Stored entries
▬▬▬▬▬▬

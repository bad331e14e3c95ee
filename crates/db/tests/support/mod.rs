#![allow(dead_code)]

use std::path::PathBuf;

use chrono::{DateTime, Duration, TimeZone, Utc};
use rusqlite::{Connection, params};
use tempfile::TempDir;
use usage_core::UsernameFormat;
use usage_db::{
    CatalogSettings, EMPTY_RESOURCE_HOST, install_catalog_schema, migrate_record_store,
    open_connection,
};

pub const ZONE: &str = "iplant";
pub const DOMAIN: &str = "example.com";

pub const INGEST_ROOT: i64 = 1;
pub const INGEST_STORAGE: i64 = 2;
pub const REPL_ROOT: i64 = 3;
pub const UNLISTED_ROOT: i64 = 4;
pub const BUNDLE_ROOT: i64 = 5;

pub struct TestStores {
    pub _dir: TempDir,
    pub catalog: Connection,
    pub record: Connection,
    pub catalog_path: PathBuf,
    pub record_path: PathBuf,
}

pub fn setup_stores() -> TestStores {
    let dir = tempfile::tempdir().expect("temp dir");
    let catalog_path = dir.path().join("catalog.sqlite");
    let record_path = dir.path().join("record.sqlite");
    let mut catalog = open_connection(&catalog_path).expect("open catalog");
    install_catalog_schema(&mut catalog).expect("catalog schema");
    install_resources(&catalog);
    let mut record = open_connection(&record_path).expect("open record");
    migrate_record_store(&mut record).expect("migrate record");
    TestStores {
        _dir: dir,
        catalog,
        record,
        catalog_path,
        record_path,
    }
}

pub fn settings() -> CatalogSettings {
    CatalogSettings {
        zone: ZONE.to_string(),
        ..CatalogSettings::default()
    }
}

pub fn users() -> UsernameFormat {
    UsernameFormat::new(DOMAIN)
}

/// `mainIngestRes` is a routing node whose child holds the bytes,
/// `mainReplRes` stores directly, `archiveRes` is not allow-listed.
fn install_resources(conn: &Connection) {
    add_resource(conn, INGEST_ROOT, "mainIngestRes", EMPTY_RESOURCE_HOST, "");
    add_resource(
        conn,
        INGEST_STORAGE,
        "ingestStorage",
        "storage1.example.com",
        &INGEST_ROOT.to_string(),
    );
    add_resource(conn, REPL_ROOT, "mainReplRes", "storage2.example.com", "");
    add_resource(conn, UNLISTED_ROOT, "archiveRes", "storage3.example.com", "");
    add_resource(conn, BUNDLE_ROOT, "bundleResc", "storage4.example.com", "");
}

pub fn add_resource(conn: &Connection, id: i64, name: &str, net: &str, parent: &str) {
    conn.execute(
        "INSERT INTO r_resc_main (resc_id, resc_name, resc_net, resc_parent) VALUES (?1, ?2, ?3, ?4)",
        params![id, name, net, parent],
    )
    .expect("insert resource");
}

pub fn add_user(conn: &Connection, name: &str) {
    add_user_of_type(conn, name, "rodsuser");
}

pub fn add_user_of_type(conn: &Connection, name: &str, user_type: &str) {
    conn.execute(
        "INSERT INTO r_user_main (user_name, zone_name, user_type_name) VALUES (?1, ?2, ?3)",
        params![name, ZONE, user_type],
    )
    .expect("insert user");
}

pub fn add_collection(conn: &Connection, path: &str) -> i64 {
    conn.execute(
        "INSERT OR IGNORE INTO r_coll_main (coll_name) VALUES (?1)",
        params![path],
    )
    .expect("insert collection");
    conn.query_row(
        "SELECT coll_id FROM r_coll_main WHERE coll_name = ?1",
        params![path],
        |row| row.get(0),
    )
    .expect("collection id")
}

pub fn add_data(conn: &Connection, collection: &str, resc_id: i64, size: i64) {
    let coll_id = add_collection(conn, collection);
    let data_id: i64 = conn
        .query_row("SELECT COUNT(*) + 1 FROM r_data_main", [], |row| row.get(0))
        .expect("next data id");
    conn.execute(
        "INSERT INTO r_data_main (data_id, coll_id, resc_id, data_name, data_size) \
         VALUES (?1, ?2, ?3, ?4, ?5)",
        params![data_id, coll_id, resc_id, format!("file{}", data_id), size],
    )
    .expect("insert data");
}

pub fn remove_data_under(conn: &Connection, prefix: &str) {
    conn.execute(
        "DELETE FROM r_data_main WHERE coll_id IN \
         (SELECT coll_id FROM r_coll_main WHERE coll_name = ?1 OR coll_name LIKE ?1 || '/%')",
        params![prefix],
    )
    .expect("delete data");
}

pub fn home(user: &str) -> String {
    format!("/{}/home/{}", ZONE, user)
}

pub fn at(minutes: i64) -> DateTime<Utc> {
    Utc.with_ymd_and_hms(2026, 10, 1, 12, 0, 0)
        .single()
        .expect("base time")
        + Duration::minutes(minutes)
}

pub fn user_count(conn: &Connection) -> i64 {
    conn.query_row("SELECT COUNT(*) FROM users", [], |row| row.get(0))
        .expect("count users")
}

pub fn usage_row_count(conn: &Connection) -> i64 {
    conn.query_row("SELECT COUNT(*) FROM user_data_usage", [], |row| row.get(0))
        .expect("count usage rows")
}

▬▬▬▬▬▬

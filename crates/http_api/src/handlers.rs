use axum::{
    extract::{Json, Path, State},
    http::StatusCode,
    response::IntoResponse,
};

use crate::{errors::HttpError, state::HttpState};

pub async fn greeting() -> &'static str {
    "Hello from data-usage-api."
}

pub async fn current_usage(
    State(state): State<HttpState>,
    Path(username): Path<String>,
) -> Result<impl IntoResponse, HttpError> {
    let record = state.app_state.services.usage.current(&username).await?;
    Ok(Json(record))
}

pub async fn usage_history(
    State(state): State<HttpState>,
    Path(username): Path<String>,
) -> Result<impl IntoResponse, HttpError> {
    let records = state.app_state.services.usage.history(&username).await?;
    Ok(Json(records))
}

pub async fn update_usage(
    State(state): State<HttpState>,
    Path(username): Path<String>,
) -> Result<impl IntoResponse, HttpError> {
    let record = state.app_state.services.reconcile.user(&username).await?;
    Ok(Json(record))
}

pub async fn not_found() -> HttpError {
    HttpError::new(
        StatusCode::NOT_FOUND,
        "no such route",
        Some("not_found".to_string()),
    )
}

▬▬▬▬▬▬

ACTIVITY: Please copy, exactly and with nothing else, the lines above beginning at the line that has "repository bad331e14e3c95ee" and ending with the line that has "pub const ZONE: &str".

RESPONSE:
repository bad331e14e3c95ee
filename crates/db/tests/support/mod.rs
#![allow(dead_code)]

use std::path::PathBuf;

use chrono::{DateTime, Duration, TimeZone, Utc};
use rusqlite::{Connection, params};
use tempfile::TempDir;
use usage_core::UsernameFormat;
use usage_db::{
    CatalogSettings, EMPTY_RESOURCE_HOST, install_catalog_schema, migrate_record_store,
    open_connection,
};

pub const ZONE: &str = "iplant";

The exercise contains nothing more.